_ACTIVITY_
Some entries follow. Reproduce exactly the lines starting at the one with "if queues.iter().any(|related| related.id()" and stopping after the one with "queues.retain(|related| related.id() != queue.id());".

_PROVIDED RECORDS_
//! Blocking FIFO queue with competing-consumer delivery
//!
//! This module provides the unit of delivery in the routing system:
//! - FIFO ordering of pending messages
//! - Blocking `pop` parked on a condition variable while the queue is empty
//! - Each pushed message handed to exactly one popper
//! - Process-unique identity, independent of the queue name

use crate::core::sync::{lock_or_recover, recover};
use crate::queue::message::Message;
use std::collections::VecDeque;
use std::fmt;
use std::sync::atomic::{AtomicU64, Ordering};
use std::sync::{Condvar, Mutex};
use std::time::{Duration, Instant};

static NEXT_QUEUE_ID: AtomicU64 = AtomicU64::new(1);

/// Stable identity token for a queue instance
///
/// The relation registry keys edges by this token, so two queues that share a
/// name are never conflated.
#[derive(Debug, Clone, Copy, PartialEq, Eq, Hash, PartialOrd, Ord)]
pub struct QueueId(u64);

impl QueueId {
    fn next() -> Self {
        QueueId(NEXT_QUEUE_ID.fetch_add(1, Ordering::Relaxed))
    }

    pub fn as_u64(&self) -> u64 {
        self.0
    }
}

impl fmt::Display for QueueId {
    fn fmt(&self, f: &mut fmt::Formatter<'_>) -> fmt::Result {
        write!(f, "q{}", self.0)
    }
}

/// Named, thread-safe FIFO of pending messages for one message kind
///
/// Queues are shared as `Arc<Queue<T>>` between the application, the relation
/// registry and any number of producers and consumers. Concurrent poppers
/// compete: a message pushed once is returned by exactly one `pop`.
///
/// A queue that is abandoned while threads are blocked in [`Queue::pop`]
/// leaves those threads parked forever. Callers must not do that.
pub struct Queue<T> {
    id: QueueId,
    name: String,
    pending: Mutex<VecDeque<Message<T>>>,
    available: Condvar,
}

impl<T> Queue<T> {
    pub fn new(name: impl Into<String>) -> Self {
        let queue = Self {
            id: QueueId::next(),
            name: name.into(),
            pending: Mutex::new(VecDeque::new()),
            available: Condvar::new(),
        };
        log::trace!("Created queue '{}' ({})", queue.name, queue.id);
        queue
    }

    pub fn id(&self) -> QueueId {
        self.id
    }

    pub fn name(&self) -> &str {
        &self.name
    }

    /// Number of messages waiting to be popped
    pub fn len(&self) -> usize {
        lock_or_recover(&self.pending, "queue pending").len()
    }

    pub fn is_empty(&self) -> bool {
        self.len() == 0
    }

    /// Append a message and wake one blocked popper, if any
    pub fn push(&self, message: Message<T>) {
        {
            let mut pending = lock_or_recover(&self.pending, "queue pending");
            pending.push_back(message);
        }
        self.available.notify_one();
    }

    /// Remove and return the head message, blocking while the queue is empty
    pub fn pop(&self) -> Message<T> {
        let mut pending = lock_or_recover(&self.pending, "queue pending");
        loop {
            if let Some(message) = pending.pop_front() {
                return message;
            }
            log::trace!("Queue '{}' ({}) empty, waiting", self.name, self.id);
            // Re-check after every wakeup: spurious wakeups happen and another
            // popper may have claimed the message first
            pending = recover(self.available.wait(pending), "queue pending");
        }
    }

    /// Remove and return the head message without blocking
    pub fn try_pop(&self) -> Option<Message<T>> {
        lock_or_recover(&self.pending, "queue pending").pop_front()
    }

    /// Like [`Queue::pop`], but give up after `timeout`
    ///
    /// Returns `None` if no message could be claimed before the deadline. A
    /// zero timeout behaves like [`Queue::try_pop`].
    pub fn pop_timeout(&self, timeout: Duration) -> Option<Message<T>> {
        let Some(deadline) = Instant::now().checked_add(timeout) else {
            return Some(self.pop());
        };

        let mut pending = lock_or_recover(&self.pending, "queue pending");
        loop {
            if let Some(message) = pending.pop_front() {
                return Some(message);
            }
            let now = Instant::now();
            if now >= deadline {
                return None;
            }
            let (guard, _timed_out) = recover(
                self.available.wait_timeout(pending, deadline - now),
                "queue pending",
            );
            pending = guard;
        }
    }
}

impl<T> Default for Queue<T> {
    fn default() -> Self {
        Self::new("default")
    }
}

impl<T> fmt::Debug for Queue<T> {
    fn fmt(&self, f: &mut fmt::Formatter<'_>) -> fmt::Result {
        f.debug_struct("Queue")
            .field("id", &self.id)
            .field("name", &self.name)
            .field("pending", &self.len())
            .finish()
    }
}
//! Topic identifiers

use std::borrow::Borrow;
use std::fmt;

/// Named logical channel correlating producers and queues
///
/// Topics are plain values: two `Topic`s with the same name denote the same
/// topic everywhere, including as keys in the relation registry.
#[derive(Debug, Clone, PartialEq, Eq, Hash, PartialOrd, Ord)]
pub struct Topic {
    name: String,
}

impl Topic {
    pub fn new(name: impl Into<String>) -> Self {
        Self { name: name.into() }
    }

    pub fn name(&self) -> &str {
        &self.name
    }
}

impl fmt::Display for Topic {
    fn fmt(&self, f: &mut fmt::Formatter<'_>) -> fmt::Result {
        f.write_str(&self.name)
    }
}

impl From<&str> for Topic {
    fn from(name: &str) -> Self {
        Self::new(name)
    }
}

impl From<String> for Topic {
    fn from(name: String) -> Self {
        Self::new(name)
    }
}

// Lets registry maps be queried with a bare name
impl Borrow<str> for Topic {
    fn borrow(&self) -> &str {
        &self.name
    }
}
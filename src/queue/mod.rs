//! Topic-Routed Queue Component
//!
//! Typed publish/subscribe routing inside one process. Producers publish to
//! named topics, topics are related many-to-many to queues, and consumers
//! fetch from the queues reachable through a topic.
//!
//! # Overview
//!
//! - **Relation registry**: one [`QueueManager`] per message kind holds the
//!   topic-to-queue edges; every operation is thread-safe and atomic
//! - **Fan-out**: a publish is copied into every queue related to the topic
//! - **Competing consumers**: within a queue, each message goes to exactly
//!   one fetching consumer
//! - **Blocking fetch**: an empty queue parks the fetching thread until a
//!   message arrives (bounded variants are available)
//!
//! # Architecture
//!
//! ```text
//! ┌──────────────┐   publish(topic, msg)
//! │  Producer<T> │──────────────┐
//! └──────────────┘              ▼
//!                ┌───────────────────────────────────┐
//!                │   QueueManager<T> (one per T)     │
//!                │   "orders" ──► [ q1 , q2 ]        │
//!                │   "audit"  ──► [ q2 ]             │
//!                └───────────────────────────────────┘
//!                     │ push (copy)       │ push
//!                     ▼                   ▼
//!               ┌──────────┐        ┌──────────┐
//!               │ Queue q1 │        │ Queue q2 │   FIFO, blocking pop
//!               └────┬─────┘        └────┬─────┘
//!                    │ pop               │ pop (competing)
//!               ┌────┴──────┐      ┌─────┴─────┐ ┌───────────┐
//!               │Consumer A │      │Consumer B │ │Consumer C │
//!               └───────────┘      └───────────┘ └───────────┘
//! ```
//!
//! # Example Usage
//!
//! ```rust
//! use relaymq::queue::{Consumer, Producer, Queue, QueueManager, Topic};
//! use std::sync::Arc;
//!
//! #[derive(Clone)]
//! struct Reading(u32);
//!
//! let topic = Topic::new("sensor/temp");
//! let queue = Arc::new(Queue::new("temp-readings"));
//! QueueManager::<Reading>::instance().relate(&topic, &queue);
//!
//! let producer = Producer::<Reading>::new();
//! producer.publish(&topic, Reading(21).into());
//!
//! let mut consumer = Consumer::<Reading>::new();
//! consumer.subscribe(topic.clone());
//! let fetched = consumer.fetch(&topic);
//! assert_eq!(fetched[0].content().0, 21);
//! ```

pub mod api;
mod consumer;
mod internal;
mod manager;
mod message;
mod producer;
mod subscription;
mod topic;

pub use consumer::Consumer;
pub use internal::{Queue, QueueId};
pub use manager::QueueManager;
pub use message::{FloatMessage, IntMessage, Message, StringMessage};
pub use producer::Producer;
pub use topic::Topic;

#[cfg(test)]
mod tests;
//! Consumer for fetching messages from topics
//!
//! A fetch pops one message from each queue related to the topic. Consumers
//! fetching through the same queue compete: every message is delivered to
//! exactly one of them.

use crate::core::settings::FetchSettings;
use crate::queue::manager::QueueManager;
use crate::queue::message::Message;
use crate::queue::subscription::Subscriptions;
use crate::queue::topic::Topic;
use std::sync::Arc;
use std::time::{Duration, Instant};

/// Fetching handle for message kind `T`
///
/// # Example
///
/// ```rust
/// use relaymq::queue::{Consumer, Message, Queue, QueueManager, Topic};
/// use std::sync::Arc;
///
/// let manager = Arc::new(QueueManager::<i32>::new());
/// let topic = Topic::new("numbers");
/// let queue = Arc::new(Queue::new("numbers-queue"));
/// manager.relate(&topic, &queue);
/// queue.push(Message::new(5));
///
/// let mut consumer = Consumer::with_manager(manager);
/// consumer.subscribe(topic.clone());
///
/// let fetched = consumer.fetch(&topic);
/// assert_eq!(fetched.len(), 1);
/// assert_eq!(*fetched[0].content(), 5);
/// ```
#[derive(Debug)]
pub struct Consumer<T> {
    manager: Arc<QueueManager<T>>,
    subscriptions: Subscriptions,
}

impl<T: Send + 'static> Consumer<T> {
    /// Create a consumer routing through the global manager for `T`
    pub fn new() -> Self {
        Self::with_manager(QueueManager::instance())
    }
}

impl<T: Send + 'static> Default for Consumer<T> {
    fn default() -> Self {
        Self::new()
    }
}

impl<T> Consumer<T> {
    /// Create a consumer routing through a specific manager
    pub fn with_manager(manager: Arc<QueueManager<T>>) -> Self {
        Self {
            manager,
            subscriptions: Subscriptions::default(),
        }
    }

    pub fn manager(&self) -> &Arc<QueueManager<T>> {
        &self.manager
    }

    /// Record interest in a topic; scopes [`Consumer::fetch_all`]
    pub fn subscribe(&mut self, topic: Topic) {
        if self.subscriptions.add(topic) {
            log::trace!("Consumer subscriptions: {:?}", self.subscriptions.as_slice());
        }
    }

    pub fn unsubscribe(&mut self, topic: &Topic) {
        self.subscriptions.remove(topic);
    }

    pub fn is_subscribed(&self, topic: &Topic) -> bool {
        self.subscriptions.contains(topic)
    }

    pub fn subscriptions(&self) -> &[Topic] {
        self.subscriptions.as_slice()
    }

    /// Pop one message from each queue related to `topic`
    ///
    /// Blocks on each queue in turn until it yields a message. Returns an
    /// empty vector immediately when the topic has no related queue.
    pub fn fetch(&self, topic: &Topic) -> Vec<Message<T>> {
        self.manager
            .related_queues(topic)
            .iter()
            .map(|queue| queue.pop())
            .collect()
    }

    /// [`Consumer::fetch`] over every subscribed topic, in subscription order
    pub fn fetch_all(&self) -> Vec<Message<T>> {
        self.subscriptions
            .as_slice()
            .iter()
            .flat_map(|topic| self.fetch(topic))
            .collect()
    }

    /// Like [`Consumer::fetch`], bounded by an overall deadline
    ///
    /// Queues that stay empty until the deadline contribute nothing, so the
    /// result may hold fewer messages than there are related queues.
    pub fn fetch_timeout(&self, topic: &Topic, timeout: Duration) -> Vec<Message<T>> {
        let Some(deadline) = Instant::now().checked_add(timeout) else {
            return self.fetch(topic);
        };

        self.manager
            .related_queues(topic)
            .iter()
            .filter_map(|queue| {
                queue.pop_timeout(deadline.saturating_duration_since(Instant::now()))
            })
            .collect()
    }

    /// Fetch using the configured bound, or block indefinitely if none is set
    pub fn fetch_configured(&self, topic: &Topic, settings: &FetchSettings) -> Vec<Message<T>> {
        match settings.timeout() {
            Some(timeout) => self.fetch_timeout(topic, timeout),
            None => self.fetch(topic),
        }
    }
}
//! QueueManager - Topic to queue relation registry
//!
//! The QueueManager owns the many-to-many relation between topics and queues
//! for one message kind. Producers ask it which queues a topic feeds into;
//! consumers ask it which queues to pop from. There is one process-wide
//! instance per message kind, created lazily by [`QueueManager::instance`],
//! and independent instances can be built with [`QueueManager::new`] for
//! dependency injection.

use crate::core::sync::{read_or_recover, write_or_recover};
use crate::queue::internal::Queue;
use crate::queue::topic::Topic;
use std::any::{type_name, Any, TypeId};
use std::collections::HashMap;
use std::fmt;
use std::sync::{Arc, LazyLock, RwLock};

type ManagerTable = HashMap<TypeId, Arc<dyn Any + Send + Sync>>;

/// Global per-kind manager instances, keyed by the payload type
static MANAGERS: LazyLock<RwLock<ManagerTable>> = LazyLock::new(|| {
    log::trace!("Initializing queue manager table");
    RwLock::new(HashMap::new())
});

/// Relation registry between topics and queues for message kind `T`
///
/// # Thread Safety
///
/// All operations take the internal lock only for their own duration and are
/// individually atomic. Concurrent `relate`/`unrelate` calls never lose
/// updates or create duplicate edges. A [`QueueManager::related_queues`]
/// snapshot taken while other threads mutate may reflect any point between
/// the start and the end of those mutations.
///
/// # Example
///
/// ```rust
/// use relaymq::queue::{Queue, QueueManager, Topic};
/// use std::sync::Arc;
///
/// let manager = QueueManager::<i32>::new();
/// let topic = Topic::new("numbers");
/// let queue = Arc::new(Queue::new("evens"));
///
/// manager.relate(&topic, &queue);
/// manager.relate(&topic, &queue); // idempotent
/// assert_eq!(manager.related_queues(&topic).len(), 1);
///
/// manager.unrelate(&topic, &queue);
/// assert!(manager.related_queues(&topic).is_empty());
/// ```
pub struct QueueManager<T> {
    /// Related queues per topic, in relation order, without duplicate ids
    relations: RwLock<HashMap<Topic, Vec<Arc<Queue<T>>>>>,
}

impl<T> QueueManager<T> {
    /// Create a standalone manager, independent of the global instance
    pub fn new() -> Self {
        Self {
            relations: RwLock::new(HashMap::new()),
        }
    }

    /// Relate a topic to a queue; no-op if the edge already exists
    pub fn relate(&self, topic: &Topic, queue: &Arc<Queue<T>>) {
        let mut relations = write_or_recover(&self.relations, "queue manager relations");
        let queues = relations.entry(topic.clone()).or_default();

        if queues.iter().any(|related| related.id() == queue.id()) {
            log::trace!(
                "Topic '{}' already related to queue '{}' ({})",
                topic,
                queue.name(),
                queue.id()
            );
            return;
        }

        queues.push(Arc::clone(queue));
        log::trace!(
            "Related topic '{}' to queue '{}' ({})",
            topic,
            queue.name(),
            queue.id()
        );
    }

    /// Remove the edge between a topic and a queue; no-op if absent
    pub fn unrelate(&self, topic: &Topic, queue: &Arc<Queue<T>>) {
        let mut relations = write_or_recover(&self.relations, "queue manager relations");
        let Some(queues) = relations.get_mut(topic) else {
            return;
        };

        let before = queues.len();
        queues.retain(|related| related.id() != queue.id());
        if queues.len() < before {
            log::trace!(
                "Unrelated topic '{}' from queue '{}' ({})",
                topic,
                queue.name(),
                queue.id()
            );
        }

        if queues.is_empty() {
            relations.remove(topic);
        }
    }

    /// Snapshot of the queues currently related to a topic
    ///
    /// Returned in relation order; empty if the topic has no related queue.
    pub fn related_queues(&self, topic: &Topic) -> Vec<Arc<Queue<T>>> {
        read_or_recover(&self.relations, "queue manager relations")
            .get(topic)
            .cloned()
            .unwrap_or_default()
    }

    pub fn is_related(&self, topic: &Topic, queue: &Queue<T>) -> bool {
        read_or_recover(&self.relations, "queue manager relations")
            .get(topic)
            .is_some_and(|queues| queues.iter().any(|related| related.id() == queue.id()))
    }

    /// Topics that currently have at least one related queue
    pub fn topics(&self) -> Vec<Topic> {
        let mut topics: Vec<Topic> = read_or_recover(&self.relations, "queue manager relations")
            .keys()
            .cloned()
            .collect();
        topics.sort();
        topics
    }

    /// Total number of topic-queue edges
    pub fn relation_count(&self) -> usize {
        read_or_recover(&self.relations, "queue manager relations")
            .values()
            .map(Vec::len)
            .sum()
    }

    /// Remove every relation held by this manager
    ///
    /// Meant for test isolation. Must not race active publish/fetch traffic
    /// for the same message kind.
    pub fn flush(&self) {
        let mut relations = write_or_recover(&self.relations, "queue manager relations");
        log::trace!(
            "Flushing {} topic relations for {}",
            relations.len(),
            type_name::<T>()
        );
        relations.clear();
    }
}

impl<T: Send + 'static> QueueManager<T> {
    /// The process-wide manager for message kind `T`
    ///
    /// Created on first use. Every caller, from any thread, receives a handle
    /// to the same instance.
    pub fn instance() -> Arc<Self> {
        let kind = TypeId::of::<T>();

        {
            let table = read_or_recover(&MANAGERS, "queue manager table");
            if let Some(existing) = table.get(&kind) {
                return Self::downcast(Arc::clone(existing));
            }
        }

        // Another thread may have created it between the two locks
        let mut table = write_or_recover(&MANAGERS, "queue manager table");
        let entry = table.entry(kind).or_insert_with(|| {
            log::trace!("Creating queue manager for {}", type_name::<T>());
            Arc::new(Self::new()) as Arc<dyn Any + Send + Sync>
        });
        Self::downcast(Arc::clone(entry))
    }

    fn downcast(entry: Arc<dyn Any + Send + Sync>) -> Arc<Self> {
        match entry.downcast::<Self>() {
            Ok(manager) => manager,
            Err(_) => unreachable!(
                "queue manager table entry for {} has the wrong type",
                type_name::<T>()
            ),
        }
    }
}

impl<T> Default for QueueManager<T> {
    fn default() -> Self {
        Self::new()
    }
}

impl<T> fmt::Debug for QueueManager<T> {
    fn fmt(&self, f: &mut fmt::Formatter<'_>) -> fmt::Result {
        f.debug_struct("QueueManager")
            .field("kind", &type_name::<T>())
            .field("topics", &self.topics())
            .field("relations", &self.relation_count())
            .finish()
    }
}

_WRITTEN ANSWER_
        if queues.iter().any(|related| related.id() == queue.id()) {
            log::trace!(
                "Topic '{}' already related to queue '{}' ({})",
                topic,
                queue.name(),
                queue.id()
            );
            return;
        }

        queues.push(Arc::clone(queue));
        log::trace!(
            "Related topic '{}' to queue '{}' ({})",
            topic,
            queue.name(),
            queue.id()
        );
    }

    /// Remove the edge between a topic and a queue; no-op if absent
    pub fn unrelate(&self, topic: &Topic, queue: &Arc<Queue<T>>) {
        let mut relations = write_or_recover(&self.relations, "queue manager relations");
        let Some(queues) = relations.get_mut(topic) else {
            return;
        };

        let before = queues.len();
        queues.retain(|related| related.id() != queue.id());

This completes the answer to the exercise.